Japan is now in the same boat as the UK and the US. Each nation put hundreds of billions of dollars toward stimulus packages to keep their economies from going into recessions deeper than the extraordinary one that hit the world from 2007 to 2009. The trouble is that the downturn also undercut tax revenues from both individuals and companies. The results of the two causes is that national deficits expanded quickly.

Japan faces that issue of whether it should withdraw financial support to decrease deficits but risk that without an ongoing injection of capital that its economy will begin to falter again.

Japan’s situation is unlike the one in the US. Productivity in America married to a huge consumer base had helped GDP growth to return quickly to pre-recession levels. Even high unemployment has not kept economic expansion slow.

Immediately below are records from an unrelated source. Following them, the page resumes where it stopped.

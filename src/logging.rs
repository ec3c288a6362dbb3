//! Structured logging + build-progress bars (ambient addition, §1
//! "logger formatting" is an external collaborator, but wiring a subscriber
//! at all is still ours to do).
//!
//! Grounded on the registry/`EnvFilter`/`fmt::layer` composition pattern
//! used across the pack (e.g. `anvil`'s `init_tracing`), combined with the
//! teacher's own `tracing_indicatif` dependency (`engine/runner.rs`'s
//! `IndicatifSpanExt` usage on build spans) via `tracing_indicatif::IndicatifLayer`.

use tracing_indicatif::IndicatifLayer;
use tracing_subscriber::prelude::*;
use tracing_subscriber::EnvFilter;

/// `-v` bumps the default filter one level per occurrence, capped at
/// `trace`; `RUST_LOG` always wins if set (§6.5 "environment overrides").
pub fn init(verbosity: u8) {
    let default_directive = match verbosity {
        0 => "info",
        1 => "debug",
        _ => "trace",
    };

    let filter = EnvFilter::try_from_default_env().unwrap_or_else(|_| EnvFilter::new(default_directive));
    let indicatif_layer = IndicatifLayer::new();

    tracing_subscriber::registry()
        .with(filter)
        .with(tracing_subscriber::fmt::layer().with_writer(indicatif_layer.get_stderr_writer()))
        .with(indicatif_layer)
        .init();
}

The Fed’s police of keeping interest rates near zero has helped expansion and kept inflation low.

In Japan, its critical export industries–autos, consumer electronics, and financial services–have been under pressure from lower-priced alternatives primarily from China and South Korea. Japan can no longer match these two countries in low labor costs. That, in turn, makes it difficult for Japanese workers to demand higher wages. Japan’s consumer spending has stalled and with it GDP growth.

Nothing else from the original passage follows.